Yes, thanks for taking the time to look at this material.
(2017-09-15, 12:53 AM)Max_B Wrote: [ -> ]The opening inference once again from Bancels latest 2017 paper you mentioned is that these noise-based devices are true random number generators... when it's not exactly clear that they are... see my previous comments.
I think Bancel is just using that phrase to distinguish devices based on unpredictable physical processes from pseudo-random number generators that use deterministic algorithms. I don't think there's any implication that the "true" RNGs behave ideally - in the sense that the probability of producing a 0 is equal to the probability of producing a 1, or that each bit is statistically independent of the preceding bits.
(2017-09-15, 12:53 AM)Max_B Wrote: [ -> ]I'm rather frustratingly back to square one again, without knowing the precise way they get from noise A), to raw-data B) to to some sort of a final number C) which is timestamped every second, and uploaded to the GCP.
If I understand correctly, the process is as follows, in general terms:
(1) The noise is used to generate a stream of bits.
(2) An XOR mask is applied to remove bias.
(3) For each second, the first 200 bits are extracted and added up (which if the RNGs were behaving ideally would produce a binomially distributed random variable with mean 100 and variance 50), and that is what initially goes into the database.
(4) Periodically, the values in the database are renormalised based on the long-term measured variance for each device, to try to make the variance equal to the ideal value (I'm not sure this additional processing is necessarily a good thing. Maybe it would be better to keep the values produced by step (3), and to bear in mind when analysing them that the variance may depart slightly from the ideal value.)
More specifically, mostly the devices are of two kinds, called Orion and Mindsong.
In Orion, the bitstream is produced from two bitstreams generated by noise, by XORing them together. (If there is a small bias in each of the the two bitstreams, the bias in the combined bitstream is reduced to something on the order of the square of the individual biases.) The XOR mask is an alternating string of 0s and 1s (hence the reference you saw to flipping every other bit).
In Mindsong, the XORing is built into the device, and uses a patented 560-bit mask. As I mentioned before, this doesn't work particularly well when applied to only 200-bits, because it produces a spurious increase in the variance of the sum of the 200 bits.

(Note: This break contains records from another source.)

//! Content Intake
//!
//! This is where content of unknown origin enters the system. We take an
//! RFC2397 `data:` URI, a bare base64 payload, or a path to a local file,
//! and normalize it into one disk-backed artifact with a verified content
//! type, a content fingerprint, a storage key, and deterministic cleanup.
//!
//! ## What we do here
//!
//! - **Resolve** - Classify the input shape and decode it to raw bytes.
//!   Declared media types are stripped, never trusted.
//! - **Stage** - Write the bytes durably to a uniquely named file in the
//!   staging directory, or copy a source file into it.
//! - **Sniff** - Determine the true type from the staged bytes (magic
//!   numbers first, text probe second) and rename the file to carry the
//!   resolved extension. Unknown content is `bin`, not an error.
//! - **Fingerprint** - Hash the final staged bytes with a caller-selected
//!   algorithm and record the byte size.
//! - **Key** - Derive a bucketed storage key from the fingerprint.
//! - **Log everything** - Structured logs via tracing for debugging
//!   production issues.
//!
//! Stages run strictly in that order; any failure after staging removes the
//! staged file before the error surfaces, so no invocation leaks temp
//! files. Errors before staging never touch the filesystem.
//!
//! ## Main entry point
//!
//! Call [`ingest`] with an input string and an [`IntakeConfig`], get back a
//! [`StagedArtifact`]. Errors are typed so you can actually handle them.
//!
//! ## Example
//!
//! ```
//! use intake::{ingest, IntakeConfig};
//!
//! let config = IntakeConfig::default();
//! let artifact = ingest("data:text/plain;base64,SGVsbG8sIHdvcmxkIQ==", &config).unwrap();
//!
//! assert_eq!(artifact.size(), 13);
//! assert_eq!(artifact.media_type(), "text/plain");
//! assert_eq!(artifact.read().unwrap(), b"Hello, world!");
//! // The staged file is deleted when `artifact` goes out of scope.
//! ```
use std::time::Instant;

use tracing::{info, warn, Level};

mod artifact;
mod config;
mod error;
mod filetype;
mod fingerprint;
mod key;
mod sniff;
mod source;
mod staging;

pub use crate::artifact::StagedArtifact;
pub use crate::config::{ConfigError, HashAlgorithm, IntakeConfig};
pub use crate::error::{ErrorKind, IntakeError};
pub use crate::filetype::{classify, FileKind};
pub use crate::fingerprint::{fingerprint_bytes, MINIMUM_HASH_LENGTH};
pub use crate::key::storage_key;

use crate::source::SourceOrigin;

/// Ingest one input: resolves it to bytes, stages them, sniffs the true
/// content type, fingerprints the staged file, and returns the owning
/// descriptor.
pub fn ingest(raw: &str, cfg: &IntakeConfig) -> Result<StagedArtifact, IntakeError> {
    let start = Instant::now();

    if let Err(err) = cfg.validate() {
        let elapsed_micros = start.elapsed().as_micros();
        warn!(error = %err, elapsed_micros, "ingest_failure");
        return Err(IntakeError::InvalidConfiguration {
            reason: err.to_string(),
        });
    }

    let span = tracing::span!(
        Level::INFO,
        "intake.ingest",
        algorithm = %cfg.hash_algorithm,
        assume_base64 = cfg.assume_base64
    );
    let _guard = span.enter();

    match ingest_inner(raw, cfg) {
        Ok(artifact) => {
            let elapsed_micros = start.elapsed().as_micros();
            info!(
                hash = %artifact.hash(),
                media_type = %artifact.media_type(),
                size = artifact.size(),
                key = %artifact.key(),
                elapsed_micros,
                "ingest_success"
            );
            Ok(artifact)
        }
        Err(err) => {
            let elapsed_micros = start.elapsed().as_micros();
            warn!(error = %err, elapsed_micros, "ingest_failure");
            Err(err)
        }
    }
}

/// Core pipeline: resolve, stage, sniff, fingerprint, key, hand off.
///
/// The [`staging::StagedFile`] guard owns the staged path until the final
/// hand-off, so an early return from any later stage removes the file.
fn ingest_inner(raw: &str, cfg: &IntakeConfig) -> Result<StagedArtifact, IntakeError> {
    let payload = source::resolve(raw, cfg)?;
    let mut staged = staging::stage(&payload, cfg)?;

    let sniffed = sniff::sniff_path(staged.path())?;
    staged.carry_extension(&sniffed.extension)?;

    let hash = fingerprint::fingerprint_file(staged.path(), cfg.hash_algorithm)?;
    let size = fingerprint::file_size(staged.path())?;
    let key = key::storage_key(&hash, Some(&sniffed.extension));

    let name = cfg
        .display_name
        .clone()
        .or_else(|| payload.display_name.clone())
        .unwrap_or_else(|| staged.basename());
    let kind = filetype::classify(&sniffed.extension);

    // The original is removed only once the whole pipeline has succeeded;
    // best-effort, the artifact is already complete.
    if cfg.delete_original {
        if let SourceOrigin::LocalFile(src) = &payload.origin {
            if let Err(err) = std::fs::remove_file(src) {
                warn!(path = %src.display(), error = %err, "delete_original_failed");
            }
        }
    }

    let path = staged.release();
    StagedArtifact::from_parts(
        hash,
        path,
        name,
        kind,
        sniffed.media_type,
        sniffed.extension,
        size,
        key,
        cfg.auto_delete_staged,
    )
}
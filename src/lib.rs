//! # 商品目录服务
//!
//! 基于 Axum 的内存商品目录：按商户列出、创建、编辑、删除商品。
//! - `app`: 路由与商品目录的模型、服务、处理器
//! - `common`: 错误处理与中间件
//! - `infrastructure`: 并发存储、配置、日志

pub mod app;
pub mod common;
pub mod infrastructure;

pub use app::build_router;
pub use app::catalog::model::Product;
pub use infrastructure::store::{MemoryStore, ProductStore};
//! 核心中间件模块

use axum::{
    extract::Request,
    http::{HeaderName, HeaderValue},
    middleware::Next,
    response::Response,
};
use std::time::Instant;
use tracing::info;
use uuid::Uuid;

pub static REQUEST_ID_HEADER: HeaderName = HeaderName::from_static("x-request-id");

/// 请求日志中间件
///
/// 为每个请求分配 ID，记录方法、路径、状态码与耗时，并在响应头中回写该 ID。
pub async fn request_logging_middleware(req: Request, next: Next) -> Response {
    let start = Instant::now();
    let request_id = Uuid::new_v4().to_string();
    let method = req.method().clone();
    let uri = req.uri().clone();
    let user_agent = req
        .headers()
        .get("user-agent")
        .and_then(|h| h.to_str().ok())
        .map(|s| s.to_string());

    let mut response = next.run(req).await;
    let status = response.status();
    let duration = start.elapsed();

    info!(
        request_id = %request_id,
        "{} {} - {} - {}ms - User-Agent: {:?}",
        method,
        uri,
        status,
        duration.as_millis(),
        user_agent
    );

    if let Ok(value) = HeaderValue::from_str(&request_id) {
        response
            .headers_mut()
            .insert(REQUEST_ID_HEADER.clone(), value);
    }

    response
}
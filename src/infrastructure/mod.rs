//! 基础设施层：存储、配置、日志

pub mod config;
pub mod logger;
pub mod store;
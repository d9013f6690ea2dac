//! 核心错误处理模块

use axum::{
    http::StatusCode,
    response::{IntoResponse, Response},
};

/// 未找到商品时的固定提示
pub const PRODUCT_NOT_FOUND: &str = "Product not found";

/// 核心错误类型
///
/// 所有错误都在检测到它的处理器内直接转换为纯文本响应。
#[derive(Debug, PartialEq, Eq)]
pub enum CoreError {
    /// 请求体解码失败，消息为解码器原文
    BadRequest(String),
    NotFound(String),
}

impl CoreError {
    pub fn product_not_found() -> Self {
        CoreError::NotFound(PRODUCT_NOT_FOUND.to_string())
    }

    pub fn status(&self) -> StatusCode {
        match self {
            CoreError::BadRequest(_) => StatusCode::BAD_REQUEST,
            CoreError::NotFound(_) => StatusCode::NOT_FOUND,
        }
    }
}

impl From<serde_json::Error> for CoreError {
    fn from(err: serde_json::Error) -> Self {
        CoreError::BadRequest(err.to_string())
    }
}

impl IntoResponse for CoreError {
    fn into_response(self) -> Response {
        let status = self.status();
        let message = match self {
            CoreError::BadRequest(msg) | CoreError::NotFound(msg) => msg,
        };

        (status, message).into_response()
    }
}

Anyhow, it's really only the sums of 200 bits for each second that are important for the GCP analysis, not the individual bits. The non-ideal behaviour of the individual bits does affect the sums, because although the mean will be 100 thanks to the XORing, the frequency distribution of the values (including the value of the variance) will depart slightly from the ideal binomial distribution. And in principle values of the sums of 200 bits for successive seconds for the same device could be slightly correlated. But there is no reason for the sums of 200 bits for different devices to be correlated.
(2017-09-15, 12:53 AM)Max_B Wrote: [ -> ]I don't really know what to make of it... is it really random, or is some signal embeded in the data... or is it just a statistical wet dream, and there isn't anything really there other than masses of data one can find all sorts of stuff in...
That is a danger for the post hoc analyses, and it seems that Peter Bancel eventually concluded his findings of structure in the data were inconclusive for this reason. There was also some post hoc analysis of the data for 9-11-2001 which was similarly criticised. But it shouldn't be a problem for the formal series of pre-registered hypotheses.